Anyone else using one? How?


----------



## hollowbody (Jan 15, 2008)

No real right way as far as I'm concerned. I've used it as a solo boost at the end of the drive part of my chain, but I ended up using it the most at the beginning of my drives, right after my comp to give clean sounds a little something and to goose my overdrives just a bit.


----------



## TWRC (Apr 22, 2011)

Like Hollowbody said, there's no right way to use it. When I had one on my board, it was early in the chain (maybe 2nd pedal in), before all of my drives. It was always on for me - it just made my clean sound a lot sweeter to my ears. I'm currently using a Retro-Sonic Preamp in the same manner (I just felt like it was cleaner), always on. It's a clone of the old Boss FA-1.


----------



## vadsy (Dec 2, 2010)

I agree about the 'no wrong way' to use it, just personal preference. 

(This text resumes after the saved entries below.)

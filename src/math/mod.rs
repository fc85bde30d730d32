//! Value types the kernel catalogue operates on
//!
//! All fixed-size types are `#[repr(C)]` so backends can address their fields
//! with plain pointer arithmetic. Dense matrices and vectors ([`MatX`], [`VecX`])
//! are row-major heap buffers of arbitrary size.

mod draw_vert;
mod joint;
mod matx;
mod vector;

pub use draw_vert::{DominantTri, DrawVert};
pub use joint::{Angles, JointMat, JointQuat, JointWeight, Quat};
pub use matx::{MatX, VecX};
pub use vector::{Plane, Vec2, Vec3, Vec4};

I'm running a simple board in this case, compressor->OD->analog delay->H9. I liked it after the comp before the OD and I liked it after everything at the very end.

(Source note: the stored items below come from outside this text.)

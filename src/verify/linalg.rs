//! Group 2: dense matrix products, triangular solves and LDLᵀ

use std::io::Write;

use super::compare::all_within;
use super::VerificationHarness;
use crate::backends::{generic, SimdProcessor};
use crate::error::Result;
use crate::math::{MatX, VecX};

type MatVecOp = fn(&dyn SimdProcessor, &mut VecX, &MatX, &VecX);
type MatMatOp = fn(&dyn SimdProcessor, &mut MatX, &MatX, &MatX);

/// Shapes `NxN`, `Nx6` and `6xN` for N = 1..=6
fn shapes() -> impl Iterator<Item = (usize, usize)> {
    (1..=6).flat_map(|n| [(n, n), (n, 6), (6, n)])
}

/// System sizes for the solves and the factorization
const SOLVE_SIZES: [usize; 4] = [1, 8, 15, 22];

/// Side of the random matrix the solves read from
const SOLVE_MATRIX: usize = 25;

/// Side of the Gram matrix the factorization runs on
const LDLT_MATRIX: usize = 64;

fn mat_agrees(a: &MatX, b: &MatX, eps: f32) -> bool {
    a.rows() == b.rows() && a.cols() == b.cols() && all_within(a.as_slice(), b.as_slice(), eps)
}

pub(super) fn run<W: Write>(h: &mut VerificationHarness<'_, W>) -> Result<()> {
    let seed = h.config().seed();
    matrix_vector(h, seed)?;
    matrix_matrix(h, seed)?;
    solves(h)?;
    ldlt(h)?;
    Ok(())
}

fn matrix_vector<W: Write>(h: &mut VerificationHarness<'_, W>, seed: u32) -> Result<()> {
    let forward: [(&str, MatVecOp); 3] = [
        ("matx_multiply_vecx", |p, d, m, v| p.matx_multiply_vecx(d, m, v)),
        ("matx_multiply_add_vecx", |p, d, m, v| p.matx_multiply_add_vecx(d, m, v)),
        ("matx_multiply_sub_vecx", |p, d, m, v| p.matx_multiply_sub_vecx(d, m, v)),
    ];
    let transposed: [(&str, MatVecOp); 3] = [
        ("matx_transpose_multiply_vecx", |p, d, m, v| {
            p.matx_transpose_multiply_vecx(d, m, v)
        }),
        ("matx_transpose_multiply_add_vecx", |p, d, m, v| {
            p.matx_transpose_multiply_add_vecx(d, m, v)
        }),
        ("matx_transpose_multiply_sub_vecx", |p, d, m, v| {
            p.matx_transpose_multiply_sub_vecx(d, m, v)
        }),
    ];

    for (rows, cols) in shapes() {
        let mat = MatX::random(rows, cols, seed, -10.0, 10.0);

        let vec = VecX::random(cols, seed, -10.0, 10.0);
        let start = VecX::random(rows, seed.wrapping_add(1), -10.0, 10.0);
        for (name, f) in forward {
            h.compare(
                &format!("{name}( {rows}x{cols} * {cols}x1 )"),
                rows * cols,
                || start.clone(),
                |p, d| f(p, d, &mat, &vec),
                |a, b| all_within(a.as_slice(), b.as_slice(), 1e-5),
            )?;
        }

        let vec = VecX::random(rows, seed, -10.0, 10.0);
        let start = VecX::random(cols, seed.wrapping_add(1), -10.0, 10.0);
        for (name, f) in transposed {
            h.compare(
                &format!("{name}( {cols}x{rows} * {rows}x1 )"),
                rows * cols,
                || start.clone(),
                |p, d| f(p, d, &mat, &vec),
                |a, b| all_within(a.as_slice(), b.as_slice(), 1e-5),
            )?;
        }
    }
    Ok(())
}

fn matrix_matrix<W: Write>(h: &mut VerificationHarness<'_, W>, seed: u32) -> Result<()> {
    let ops: [(&str, MatMatOp, bool); 2] = [
        ("matx_multiply_matx", |p, d, a, b| p.matx_multiply_matx(d, a, b), false),
        (
            "matx_transpose_multiply_matx",
            |p, d, a, b| p.matx_transpose_multiply_matx(d, a, b),
            true,
        ),
    ];

    for (rows, cols) in shapes() {
        let m1 = MatX::random(rows, cols, seed, -10.0, 10.0);
        for (name, f, transpose) in ops {
            let (inner, out_rows) = if transpose { (rows, cols) } else { (cols, rows) };
            let out_cols = rows;
            let m2 = MatX::random(inner, out_cols, seed.wrapping_add(1), -10.0, 10.0);
            let label = if transpose {
                format!("{name}( {cols}x{rows} * {inner}x{out_cols} )")
            } else {
                format!("{name}( {rows}x{cols} * {inner}x{out_cols} )")
            };
            h.compare(
                &label,
                out_rows * out_cols,
                MatX::default,
                |p, d| f(p, d, &m1, &m2),
                |a, b| mat_agrees(a, b, 1e-4),
            )?;
        }
    }
    Ok(())
}

fn solves<W: Write>(h: &mut VerificationHarness<'_, W>) -> Result<()> {
    let l = MatX::random(SOLVE_MATRIX, SOLVE_MATRIX, 0, -1.0, 1.0);
    let b = VecX::random(SOLVE_MATRIX, 1, -1.0, 1.0);
    let b = b.as_slice();

    for n in SOLVE_SIZES {
        h.compare(
            &format!("matx_lower_triangular_solve( {n}x{n} )"),
            n,
            || vec![0.0f32; n],
            |p, x| p.matx_lower_triangular_solve(&l, x, b, n, 0),
            |x, y| all_within(x, y, 1.0),
        )?;
    }

    // Second half only, with the first half already solved
    for n in SOLVE_SIZES {
        let skip = n / 2;
        let mut prefix = vec![0.0f32; n];
        generic::matx_lower_triangular_solve(&l, &mut prefix, b, skip, 0);
        h.compare(
            &format!("matx_lower_triangular_solve( {n}x{n}, skip {skip} )"),
            n - skip,
            || prefix.clone(),
            |p, x| p.matx_lower_triangular_solve(&l, x, b, n, skip),
            |x, y| all_within(x, y, 1.0),
        )?;
    }

    for n in SOLVE_SIZES {
        h.compare(
            &format!("matx_lower_triangular_solve_transpose( {n}x{n} )"),
            n,
            || vec![0.0f32; n],
            |p, x| p.matx_lower_triangular_solve_transpose(&l, x, b, n),
            |x, y| all_within(x, y, 1.0),
        )?;
    }
    Ok(())
}

fn ldlt<W: Write>(h: &mut VerificationHarness<'_, W>) -> Result<()> {
    // srcᵀ·src is symmetric positive semi-definite; random data makes it definite
    let src = MatX::random(LDLT_MATRIX, LDLT_MATRIX, 0, -1.0, 1.0);
    let mut gram = MatX::default();
    generic::matx_transpose_multiply_matx(&mut gram, &src, &src);

    for n in SOLVE_SIZES {
        h.compare(
            &format!("matx_ldlt_factor( {n}x{n} )"),
            n,
            || (gram.clone(), VecX::zeros(n), false),
            |p, (mat, inv_diag, ok)| *ok = p.matx_ldlt_factor(mat, inv_diag, n),
            |(ma, da, oka), (mb, db, okb)| {
                oka == okb
                    && mat_agrees(ma, mb, 0.1)
                    && all_within(da.as_slice(), db.as_slice(), 0.1)
            },
        )?;
    }
    Ok(())
}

Thanks for bringing the FA-1 up, never heard of it, neat unit, not very Boss looking.


----------



## hollowbody (Jan 15, 2008)

It kind of has the same sort of vibe as Z.Vex's SHO for me. I used the SHO as a lead boost primarily, but I loved what it added to my sound. I tried it as an always-on and liked it there, too.


----------



## sulphur (Jun 2, 2011)

I tried it both ways and it worked well doing both.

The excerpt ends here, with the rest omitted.